Max Petrovsky settled in the leather chair, his gaze on Dage Kayrs. Being in an office, any office, made his shoulders twitch. He belonged on the battlefield and not in the king’s underground headquarters. “I’m ready to go, King.”
“Yes. You’re always ready to go.” Dage leaned forward, resting his elbows on the onyx desk, western oil paintings lining the wall behind him. “I had hoped to avoid war for another century, but the Kurjans haven’t given me a choice.”
The bottom-feeders would die. “Then I should get going—take them out in my home country.” Not that the United States hadn’t been good to him. Max liked it, but he also knew the strongholds at home, good old mother Russia. Although he hadn’t been back in centuries, the hills where he’d hidden from his drunken father were embedded in his memory.
“You’ve been working alone for too long.”
They’d had this discussion before. “I am alone.”
Fire lanced through Dage’s eyes at Max’s words. Or in remembrance of the condition in which the king had found him in his youth, nearly two hundred years ago. Bleeding and broken. “You haven’t been alone since the day you joined my family.”
“I know.” Max was grateful and would die protecting Dage or his brothers. He’d killed for them and had no doubt he’d do so again. But he wasn’t family.
“You are too family, you asshole.”
Max let a rare grin loose. “Must be. You only swear at family.”

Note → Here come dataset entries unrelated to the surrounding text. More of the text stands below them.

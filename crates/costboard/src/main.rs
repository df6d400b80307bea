//! costboard - Cloud cost dashboard toolkit

mod cli;

use anyhow::{Context, Result};
use clap::{Parser, Subcommand, ValueEnum};
use costboard_core::access::normalize_path;
use costboard_core::{load_entitlements, report_path, tag_path, ReportQuery, Settings};
use costboard_types::{
    ChartType, EntitlementStatus, MetricKey, ProviderType, ReportPeriod, ReportType,
};
use std::path::PathBuf;
use tracing_subscriber::{layer::SubscriberExt, util::SubscriberInitExt};

#[derive(Parser)]
#[command(
    name = "costboard",
    version,
    about = "Cloud cost dashboard toolkit",
    long_about = "Aggregates cost and usage report payloads into chart-ready series and\n\
                  checks dashboard routes against user-access entitlements.\n\
                  \n\
                  Report files are JSON payloads as served by reports/{provider}/{group}/;\n\
                  pass several files to merge them as pages, or '-' for stdin.\n\
                  \n\
                  Examples:\n\
                    costboard aggregate march.json                     # Daily cost series\n\
                    costboard aggregate march.json --group-by cluster  # Cost per cluster\n\
                    costboard trend march.json february.json --chart rolling\n\
                    costboard top march.json --group-by project --limit 3\n\
                    costboard access /aws/details --entitlements access.json\n\
                    costboard path ocp cpu --group-by project --period previous\n\
                  \n\
                  Environment Variables:\n\
                    COSTBOARD_CONFIG                 # Settings file (default: <config_dir>/costboard/config.toml)\n\
                    COSTBOARD_NO_COLOR               # Disable ANSI colors (log-friendly)\n\
                    RUST_LOG                         # Log filter (default: costboard=info)"
)]
struct Cli {
    #[command(subcommand)]
    command: Command,

    /// Settings file
    #[arg(long, global = true, env = "COSTBOARD_CONFIG")]
    config: Option<PathBuf>,

    /// Only log warnings and errors
    #[arg(long, short = 'q', global = true)]
    quiet: bool,

    /// Disable ANSI colors (log-friendly)
    #[arg(long, global = true, env = "COSTBOARD_NO_COLOR")]
    no_color: bool,
}

#[derive(Subcommand)]
enum Command {
    /// Aggregate a report into a date- or group-keyed series
    Aggregate {
        /// Report payload(s), merged as pages
        #[arg(required = true)]
        files: Vec<PathBuf>,
        /// Metric to plot: cost, usage, infrastructure_cost, markup, request
        #[arg(long, short = 'm', default_value = "cost")]
        metric: String,
        /// Group-by key; dates when omitted
        #[arg(long, short = 'g')]
        group_by: Option<String>,
        #[arg(long, value_enum, default_value_t = PeriodArg::Current)]
        period: PeriodArg,
        /// Running total instead of daily values (date series only)
        #[arg(long, value_enum, default_value_t = ChartArg::Daily)]
        chart: ChartArg,
        /// Output as JSON
        #[arg(long)]
        json: bool,
    },
    /// Compare the current period against the previous one, day by day
    Trend {
        current: PathBuf,
        previous: PathBuf,
        #[arg(long, short = 'm', default_value = "cost")]
        metric: MetricKey,
        #[arg(long, value_enum, default_value_t = ChartArg::Daily)]
        chart: ChartArg,
        /// Output as JSON
        #[arg(long)]
        json: bool,
    },
    /// Rank groups and fold the rest into "Others"
    Top {
        #[arg(required = true)]
        files: Vec<PathBuf>,
        #[arg(long, short = 'g')]
        group_by: String,
        #[arg(long, short = 'm', default_value = "cost")]
        metric: MetricKey,
        /// Number of groups (default: top_items_limit setting)
        #[arg(long, short = 'n')]
        limit: Option<usize>,
        /// Output as JSON
        #[arg(long)]
        json: bool,
    },
    /// Markup, raw and usage components of the report's cost total
    Breakdown {
        #[arg(required = true)]
        files: Vec<PathBuf>,
        /// Output as JSON
        #[arg(long)]
        json: bool,
    },
    /// Decide whether a dashboard route is visible
    Access {
        /// Route pathname, e.g. /aws/details
        pathname: String,
        /// Entitlement payload or record list
        #[arg(long, short = 'e', conflicts_with = "access_dir")]
        entitlements: Option<PathBuf>,
        /// Directory holding all.json, gcp.json and ibm.json user-access payloads
        #[arg(long)]
        access_dir: Option<PathBuf>,
        /// Output as JSON
        #[arg(long)]
        json: bool,
    },
    /// Print the API path for a report or tag query
    Path {
        provider: ProviderType,
        /// Report family: cost, storage, instance-type, database, network, cpu, memory, volume
        #[arg(default_value = "cost")]
        report_type: ReportType,
        #[arg(long, short = 'g')]
        group_by: Vec<String>,
        #[arg(long, value_enum)]
        period: Option<PeriodArg>,
        /// Extra filter, e.g. --filter limit=5
        #[arg(long, value_parser = cli::parse_key_value)]
        filter: Vec<(String, String)>,
        /// Tags path instead of a report path
        #[arg(long)]
        tags: bool,
    },
}

#[derive(Clone, Copy, ValueEnum)]
enum PeriodArg {
    Current,
    Previous,
}

impl From<PeriodArg> for ReportPeriod {
    fn from(arg: PeriodArg) -> Self {
        match arg {
            PeriodArg::Current => ReportPeriod::Current,
            PeriodArg::Previous => ReportPeriod::Previous,
        }
    }
}

#[derive(Clone, Copy, ValueEnum)]
enum ChartArg {
    Daily,
    Rolling,
}

impl From<ChartArg> for ChartType {
    fn from(arg: ChartArg) -> Self {
        match arg {
            ChartArg::Daily => ChartType::Daily,
            ChartArg::Rolling => ChartType::Rolling,
        }
    }
}

#[tokio::main]
async fn main() -> Result<()> {
    let cli = Cli::parse();

    // --quiet overrides RUST_LOG
    let filter = if cli.quiet {
        tracing_subscriber::EnvFilter::new("warn")
    } else {
        tracing_subscriber::EnvFilter::try_from_default_env()
            .unwrap_or_else(|_| tracing_subscriber::EnvFilter::new("costboard=info"))
    };
    tracing_subscriber::registry()
        .with(filter)
        .with(
            tracing_subscriber::fmt::layer()
                .with_writer(std::io::stderr)
                .with_ansi(!cli.no_color),
        )
        .init();

    let settings = Settings::resolve(cli.config.as_deref()).context("Failed to load settings")?;
    let no_color = cli.no_color;

    match cli.command {
        Command::Aggregate {
            files,
            metric,
            group_by,
            period,
            chart,
            json,
        } => run_aggregate(&settings, &files, &metric, group_by, period, chart, json, no_color)?,
        Command::Trend {
            current,
            previous,
            metric,
            chart,
            json,
        } => run_trend(&settings, current, previous, metric, chart, json, no_color)?,
        Command::Top {
            files,
            group_by,
            metric,
            limit,
            json,
        } => run_top(&settings, &files, &group_by, metric, limit, json, no_color)?,
        Command::Breakdown { files, json } => run_breakdown(&settings, &files, json, no_color)?,
        Command::Access {
            pathname,
            entitlements,
            access_dir,
            json,
        } => run_access(&settings, &pathname, entitlements, access_dir, json).await?,
        Command::Path {
            provider,
            report_type,
            group_by,
            period,
            filter,
            tags,
        } => run_path(provider, report_type, group_by, period, filter, tags),
    }

    Ok(())
}

// ============================================================================
// Command Handlers
// ============================================================================

#[allow(clippy::too_many_arguments)]
fn run_aggregate(
    settings: &Settings,
    files: &[PathBuf],
    metric: &str,
    group_by: Option<String>,
    period: PeriodArg,
    chart: ChartArg,
    json: bool,
    no_color: bool,
) -> Result<()> {
    let report = cli::load_report(files)?;
    let series = settings
        .aggregator()
        .aggregate(&report, metric, group_by.as_deref(), period.into())?;

    let series = if group_by.is_none() {
        costboard_core::analytics::apply_chart_type(series, chart.into())
    } else {
        series
    };

    if json {
        println!("{}", cli::to_json(&series)?);
    } else if series.is_empty() {
        println!("No data");
    } else {
        println!("{}", cli::format_series_table(&series, no_color));
    }
    Ok(())
}

fn run_trend(
    settings: &Settings,
    current: PathBuf,
    previous: PathBuf,
    metric: MetricKey,
    chart: ChartArg,
    json: bool,
    no_color: bool,
) -> Result<()> {
    let current = cli::load_report(&[current])?;
    let previous = cli::load_report(&[previous])?;

    let trend = settings
        .aggregator()
        .merge_periods(&current, &previous, metric, chart.into())?;

    if json {
        println!("{}", cli::to_json(&trend)?);
    } else {
        println!("{}", cli::format_trend_table(&trend, no_color));
    }
    Ok(())
}

fn run_top(
    settings: &Settings,
    files: &[PathBuf],
    group_by: &str,
    metric: MetricKey,
    limit: Option<usize>,
    json: bool,
    no_color: bool,
) -> Result<()> {
    let report = cli::load_report(files)?;
    let limit = limit.unwrap_or(settings.top_items_limit);
    let top = settings
        .aggregator()
        .top_items(&report, metric, group_by, limit)?;

    if json {
        println!("{}", cli::to_json(&top)?);
    } else {
        println!("{}", cli::format_top_table(&top, no_color));
    }
    Ok(())
}

fn run_breakdown(settings: &Settings, files: &[PathBuf], json: bool, no_color: bool) -> Result<()> {
    let report = cli::load_report(files)?;
    let slices = settings.aggregator().cost_breakdown(&report);

    if json {
        println!("{}", cli::to_json(&slices)?);
    } else {
        println!("{}", cli::format_breakdown_table(&slices, no_color));
    }
    Ok(())
}

async fn run_access(
    settings: &Settings,
    pathname: &str,
    entitlements: Option<PathBuf>,
    access_dir: Option<PathBuf>,
    json: bool,
) -> Result<()> {
    let gate = settings.access_gate().context("Invalid route table")?;

    let status = match (entitlements, access_dir) {
        (Some(path), _) => EntitlementStatus::Loaded(cli::load_entitlements_file(&path)?),
        (None, Some(dir)) => load_entitlements(&cli::DirAccess::new(dir)).await,
        (None, None) => EntitlementStatus::Pending,
    };

    let decision = gate.decide(pathname, &status);
    let rule = gate.routes().find(pathname);

    if json {
        let output = serde_json::json!({
            "pathname": pathname,
            "normalized": normalize_path(pathname),
            "rule": rule,
            "decision": decision,
        });
        println!("{}", cli::to_json(&output)?);
    } else {
        match rule {
            Some(rule) => tracing::info!(rule = %rule.path_prefix, "Matched route"),
            None => tracing::info!("No route matches"),
        }
        println!("{}", decision.as_str());
    }
    Ok(())
}

fn run_path(
    provider: ProviderType,
    report_type: ReportType,
    group_by: Vec<String>,
    period: Option<PeriodArg>,
    filter: Vec<(String, String)>,
    tags: bool,
) {
    let mut query = ReportQuery::new();
    if let Some(period) = period {
        query = query.for_period(period.into());
    }
    for key in group_by {
        query = query.group_by(key);
    }
    for (key, value) in filter {
        query = query.filter(key, value);
    }

    let query = query.to_query_string();
    if tags {
        println!("{}", tag_path(provider, &query));
    } else {
        println!("{}", report_path(provider, report_type, &query));
    }
}
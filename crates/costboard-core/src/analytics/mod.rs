//! Report aggregation pipeline
//!
//! Turns paginated, provider-tagged report payloads into chart-ready
//! series, trend comparisons, top-N rankings and cost breakdowns.
//! Everything here is a pure function of its inputs; the aggregator only
//! holds the units label used when a report carries none.

use costboard_types::{
    BreakdownSlice, ChartType, MetricKey, RawReport, ReportPeriod, Series, TopItems, TrendPoint,
    DEFAULT_UNITS,
};

use crate::error::AggregateError;

pub mod aggregate;
pub mod breakdown;
pub mod pages;
pub mod trends;

#[cfg(test)]
mod tests;

pub use aggregate::parse_report_date;
pub use breakdown::OTHERS_LABEL;
pub use pages::merge_pages;
pub use trends::{accumulate, align_by_day, apply_chart_type, days_in_month};

/// Stateless report aggregator
#[derive(Debug, Clone, PartialEq, Eq)]
pub struct ReportAggregator {
    default_units: String,
}

impl Default for ReportAggregator {
    fn default() -> Self {
        Self {
            default_units: DEFAULT_UNITS.to_string(),
        }
    }
}

impl ReportAggregator {
    pub fn new() -> Self {
        Self::default()
    }

    /// Units label used when neither rows nor totals carry one
    pub fn with_default_units(units: impl Into<String>) -> Self {
        Self {
            default_units: units.into(),
        }
    }

    pub fn default_units(&self) -> &str {
        &self.default_units
    }

    /// Aggregate a metric given by name
    ///
    /// # Errors
    /// - `InvalidMetric` if `metric` is not one of the five known names
    /// - `EmptyGroupKey` if `group_key` is set but no row carries it
    pub fn aggregate(
        &self,
        report: &RawReport,
        metric: &str,
        group_key: Option<&str>,
        period: ReportPeriod,
    ) -> Result<Series, AggregateError> {
        let metric = metric
            .parse::<MetricKey>()
            .map_err(|e| AggregateError::InvalidMetric { metric: e.value })?;
        self.aggregate_metric(report, metric, group_key, period)
    }

    /// Aggregate a typed metric
    pub fn aggregate_metric(
        &self,
        report: &RawReport,
        metric: MetricKey,
        group_key: Option<&str>,
        period: ReportPeriod,
    ) -> Result<Series, AggregateError> {
        aggregate::aggregate_series(report, metric, group_key, period, &self.default_units)
    }

    /// Merge a current and a previous report into a day-aligned trend
    ///
    /// Both reports are aggregated by date; with `ChartType::Rolling` each
    /// side is accumulated before alignment.
    pub fn merge_periods(
        &self,
        current: &RawReport,
        previous: &RawReport,
        metric: MetricKey,
        chart: ChartType,
    ) -> Result<Vec<TrendPoint>, AggregateError> {
        let current = self.aggregate_metric(current, metric, None, ReportPeriod::Current)?;
        let previous = self.aggregate_metric(previous, metric, None, ReportPeriod::Previous)?;

        let current = apply_chart_type(current, chart);
        let previous = apply_chart_type(previous, chart);

        Ok(align_by_day(&current, &previous))
    }

    /// Top `limit` groups by metric value with their share of the total
    pub fn top_items(
        &self,
        report: &RawReport,
        metric: MetricKey,
        group_key: &str,
        limit: usize,
    ) -> Result<TopItems, AggregateError> {
        breakdown::top_items(report, metric, group_key, limit, &self.default_units)
    }

    /// Markup / raw / usage slices of the report cost total
    pub fn cost_breakdown(&self, report: &RawReport) -> [BreakdownSlice; 3] {
        breakdown::cost_breakdown(report, &self.default_units)
    }
}

/// Aggregate with the default units label
///
/// See [`ReportAggregator::aggregate`].
pub fn aggregate(
    report: &RawReport,
    metric: &str,
    group_key: Option<&str>,
    period: ReportPeriod,
) -> Result<Series, AggregateError> {
    ReportAggregator::default().aggregate(report, metric, group_key, period)
}
//! Current vs previous period trend alignment
//!
//! Two months are lined up by day of month rather than absolute date, so
//! day 5 of March sits next to day 5 of February.

use chrono::{Datelike, NaiveDate};
use std::collections::{BTreeMap, BTreeSet};

use costboard_types::{ChartType, Series, TrendPoint};

/// Number of days in the month containing `date`
pub fn days_in_month(date: NaiveDate) -> u32 {
    let (year, month) = (date.year(), date.month());
    let first_of_next = if month == 12 {
        NaiveDate::from_ymd_opt(year + 1, 1, 1)
    } else {
        NaiveDate::from_ymd_opt(year, month + 1, 1)
    };
    first_of_next
        .and_then(|d| d.pred_opt())
        .map(|d| d.day())
        .unwrap_or(31)
}

/// Turn a daily series into a running total
///
/// Points keep their order; each `y` becomes the sum of itself and every
/// point before it.
pub fn accumulate(series: &Series) -> Series {
    let mut running = 0.0;
    let points = series
        .points
        .iter()
        .map(|p| {
            running += p.y;
            let mut point = p.clone();
            point.y = running;
            point
        })
        .collect();

    Series {
        points,
        ..series.clone()
    }
}

/// Apply a chart type to a date series
pub fn apply_chart_type(series: Series, chart: ChartType) -> Series {
    match chart {
        ChartType::Daily => series,
        ChartType::Rolling => accumulate(&series),
    }
}

/// Month holding the most points of a date series; ties go to the later month
fn anchor_month(series: &Series) -> Option<NaiveDate> {
    let mut counts: BTreeMap<(i32, u32), (usize, NaiveDate)> = BTreeMap::new();
    for date in series.points.iter().filter_map(|p| p.x.as_date()) {
        counts
            .entry((date.year(), date.month()))
            .or_insert((0, date))
            .0 += 1;
    }

    counts
        .into_iter()
        .max_by(|(a_month, (a_count, _)), (b_month, (b_count, _))| {
            a_count.cmp(b_count).then_with(|| a_month.cmp(b_month))
        })
        .map(|(_, (_, date))| date)
}

/// Values of a date series indexed by day of month
///
/// Only dates inside the anchor month are kept; a series that spills
/// into a neighbouring month would otherwise collide on offsets.
fn by_day(series: &Series) -> (Option<NaiveDate>, BTreeMap<u32, (NaiveDate, f64)>) {
    let mut days = BTreeMap::new();

    let Some(anchor) = anchor_month(series) else {
        return (None, days);
    };

    for point in &series.points {
        let Some(date) = point.x.as_date() else {
            continue;
        };
        if date.year() != anchor.year() || date.month() != anchor.month() {
            tracing::debug!(
                %date,
                %anchor,
                "Point outside the anchor month ignored for trend alignment"
            );
            continue;
        }
        days.insert(date.day(), (date, point.y));
    }

    (Some(anchor), days)
}

/// Align two date series by day-of-month offset
///
/// Offsets past the shorter month's length are dropped. A side with no
/// point at an offset is `None`; nothing is zero-padded.
pub fn align_by_day(current: &Series, previous: &Series) -> Vec<TrendPoint> {
    let (current_anchor, current_days) = by_day(current);
    let (previous_anchor, previous_days) = by_day(previous);

    let limit = match (current_anchor, previous_anchor) {
        (Some(c), Some(p)) => days_in_month(c).min(days_in_month(p)),
        (Some(only), None) | (None, Some(only)) => days_in_month(only),
        (None, None) => return Vec::new(),
    };

    let offsets: BTreeSet<u32> = current_days
        .keys()
        .chain(previous_days.keys())
        .copied()
        .filter(|&day| day <= limit)
        .collect();

    offsets
        .into_iter()
        .map(|offset| {
            let current = current_days.get(&offset);
            let previous = previous_days.get(&offset);
            TrendPoint {
                offset,
                current: current.map(|(_, v)| *v),
                previous: previous.map(|(_, v)| *v),
                current_date: current.map(|(d, _)| *d),
                previous_date: previous.map(|(d, _)| *d),
            }
        })
        .collect()
}
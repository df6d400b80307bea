//! Report normalization into date- or group-keyed series
//!
//! Rows sharing an x-axis key are summed so the output holds exactly one
//! point per distinct key. Rows missing the requested metric contribute
//! zero instead of being dropped, which keeps date series dense.

use chrono::{DateTime, NaiveDate};
use std::collections::{BTreeMap, BTreeSet, HashMap};

use costboard_types::{AxisValue, MetricKey, RawReport, ReportPeriod, Series, SeriesPoint};

use crate::error::AggregateError;

/// Parse a report row date
///
/// Accepts daily (`2024-03-05`), monthly (`2024-03`, mapped to the first
/// of the month) and RFC 3339 timestamps.
pub fn parse_report_date(raw: &str) -> Option<NaiveDate> {
    let raw = raw.trim();
    NaiveDate::parse_from_str(raw, "%Y-%m-%d")
        .ok()
        .or_else(|| NaiveDate::parse_from_str(&format!("{raw}-01"), "%Y-%m-%d").ok())
        .or_else(|| DateTime::parse_from_rfc3339(raw).ok().map(|dt| dt.date_naive()))
}

/// Resolve the single units label of a series
///
/// First non-empty units among the rows wins, then the report total for
/// the metric, then `default_units`. Mixed units are kept, not rejected.
pub(crate) fn resolve_units(report: &RawReport, metric: MetricKey, default_units: &str) -> String {
    let seen: Vec<&str> = report
        .data
        .iter()
        .filter_map(|row| row.value(metric))
        .filter(|v| v.has_units())
        .map(|v| v.units.as_str())
        .collect();

    if let Some(first) = seen.first() {
        let distinct: BTreeSet<&str> = seen.iter().copied().collect();
        if distinct.len() > 1 {
            tracing::warn!(
                metric = %metric,
                kept = %first,
                found = ?distinct,
                "Mixed units in report, keeping first"
            );
        }
        return (*first).to_string();
    }

    report
        .meta
        .total
        .metric(metric)
        .filter(|t| t.has_units())
        .map(|t| t.units)
        .unwrap_or_else(|| default_units.to_string())
}

/// Aggregate one metric of a report
pub(crate) fn aggregate_series(
    report: &RawReport,
    metric: MetricKey,
    group_key: Option<&str>,
    period: ReportPeriod,
    default_units: &str,
) -> Result<Series, AggregateError> {
    let units = resolve_units(report, metric, default_units);

    if report.data.is_empty() {
        return Ok(Series::empty(metric, period, units));
    }

    let points = match group_key {
        Some(key) => group_keyed(report, metric, key, &units)?,
        None => date_keyed(report, metric, &units),
    };

    Ok(Series {
        metric,
        period,
        units,
        points,
    })
}

/// Ascending by calendar date
fn date_keyed(report: &RawReport, metric: MetricKey, units: &str) -> Vec<SeriesPoint> {
    let mut buckets: BTreeMap<NaiveDate, (String, f64)> = BTreeMap::new();

    for row in &report.data {
        let Some(date) = parse_report_date(&row.date) else {
            tracing::warn!("Report row date {:?} is not a valid date, skipping", row.date);
            continue;
        };

        let value = row.value(metric).map(|v| v.value).unwrap_or(0.0);
        let bucket = buckets
            .entry(date)
            .or_insert_with(|| (row.date.trim().to_string(), 0.0));
        bucket.1 += value;
    }

    buckets
        .into_iter()
        .map(|(date, (key, y))| SeriesPoint {
            key,
            x: AxisValue::Date(date),
            y,
            units: units.to_string(),
        })
        .collect()
}

/// Descending by value, ties by ascending label
fn group_keyed(
    report: &RawReport,
    metric: MetricKey,
    group_key: &str,
    units: &str,
) -> Result<Vec<SeriesPoint>, AggregateError> {
    let mut buckets: HashMap<&str, f64> = HashMap::new();
    let mut skipped = 0usize;

    for row in &report.data {
        let Some(label) = row.group_value(group_key) else {
            skipped += 1;
            continue;
        };
        let value = row.value(metric).map(|v| v.value).unwrap_or(0.0);
        *buckets.entry(label).or_insert(0.0) += value;
    }

    if buckets.is_empty() {
        return Err(AggregateError::EmptyGroupKey {
            group_key: group_key.to_string(),
        });
    }

    if skipped > 0 {
        tracing::debug!(
            group_key,
            skipped,
            "Rows without the group dimension left out of series"
        );
    }

    let mut points: Vec<SeriesPoint> = buckets
        .into_iter()
        .map(|(label, y)| SeriesPoint {
            key: label.to_string(),
            x: AxisValue::Label(label.to_string()),
            y,
            units: units.to_string(),
        })
        .collect();

    points.sort_by(|a, b| b.y.total_cmp(&a.y).then_with(|| a.key.cmp(&b.key)));

    Ok(points)
}
//! Permission gate for dashboard views
//!
//! Decides whether the page at a pathname is visible given the user's
//! entitlement snapshot. Unmatched routes are denied.

use once_cell::sync::Lazy;

use costboard_types::{AccessDecision, EntitlementRecord, EntitlementStatus};

pub mod routes;

pub use routes::{default_rules, normalize_path, RouteRule, RouteTable};

/// Route-aware access decision function
#[derive(Debug, Clone, Default, PartialEq, Eq)]
pub struct AccessGate {
    routes: RouteTable,
}

impl AccessGate {
    pub fn new(routes: RouteTable) -> Self {
        Self { routes }
    }

    pub fn routes(&self) -> &RouteTable {
        &self.routes
    }

    /// Evaluate a settled entitlement snapshot
    ///
    /// `Granted` when any entitlement required by the matching rule is
    /// held; `Denied` otherwise, including when no rule matches.
    pub fn evaluate(&self, pathname: &str, entitlements: &[EntitlementRecord]) -> AccessDecision {
        let Some(rule) = self.routes.find(pathname) else {
            tracing::debug!(pathname, "No route rule matches, denying");
            return AccessDecision::Denied;
        };

        let granted = rule
            .required
            .iter()
            .any(|required| entitlements.iter().any(|e| e.grants(*required)));

        tracing::debug!(
            pathname,
            rule = %rule.path_prefix,
            granted,
            "Evaluated route access"
        );

        if granted {
            AccessDecision::Granted
        } else {
            AccessDecision::Denied
        }
    }

    /// Decide for any loading state
    ///
    /// A pending fetch is never read as a denial.
    pub fn decide(&self, pathname: &str, status: &EntitlementStatus) -> AccessDecision {
        match status {
            EntitlementStatus::Pending => AccessDecision::Pending,
            EntitlementStatus::Unavailable => AccessDecision::Unavailable,
            EntitlementStatus::Loaded(entitlements) => self.evaluate(pathname, entitlements),
        }
    }
}

static DEFAULT_GATE: Lazy<AccessGate> = Lazy::new(AccessGate::default);

/// Evaluate against the built-in route table
pub fn evaluate(pathname: &str, entitlements: &[EntitlementRecord]) -> AccessDecision {
    DEFAULT_GATE.evaluate(pathname, entitlements)
}

/// Decide against the built-in route table
pub fn decide(pathname: &str, status: &EntitlementStatus) -> AccessDecision {
    DEFAULT_GATE.decide(pathname, status)
}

The king also tried to stay out of most people’s brains—damn mind reader—though family was never safe from his concerned probing. Dage cleared his throat. “About that. I, ah, have an assignment I’d like for you to consider.”
Max waited.
The leader of the most powerful beings in existence took his measure. “As you know, my brother Talen has taken a mate and is currently in West Virginia working with the feline shifters. His mate has a psychic human daughter, who is now here at headquarters.”
Unease tickled Max’s nape. He’d heard about the four-year-old, and how the Kurjans declared war to find her. “Yes.”
“She needs a bodyguard.”
Oh, hell no. “Dage, you can’t be serious.” Max was a soldier. . . even looked like a killing machine. No way should a small child be anywhere in his vicinity.
“Just check her out—give me your opinion. Tell me if there’s anyone you think would make a good bodyguard.” Dage stood, no expression on his hard face. “I merely want your opinion.”
Max stretched to his feet, trying to read the king. His unease increased. “All right.” He tilted his head toward a screen lining one wall. “Show me.”
Dage put on his diplomatic smile. “No. I’d like for you to meet her in person.” All grace, the leader stalked across the office and out the door.
In person? What the hell was the king thinking? Max was a foot soldier—a hulking, overbearing, not even close to graceful, foot soldier. With a shrug, he strode toward the door, his size eighteen boots pounding against the stone floor, even as he tried to move quietly. He’d scare the hell out of a kid. Especially a girl kid.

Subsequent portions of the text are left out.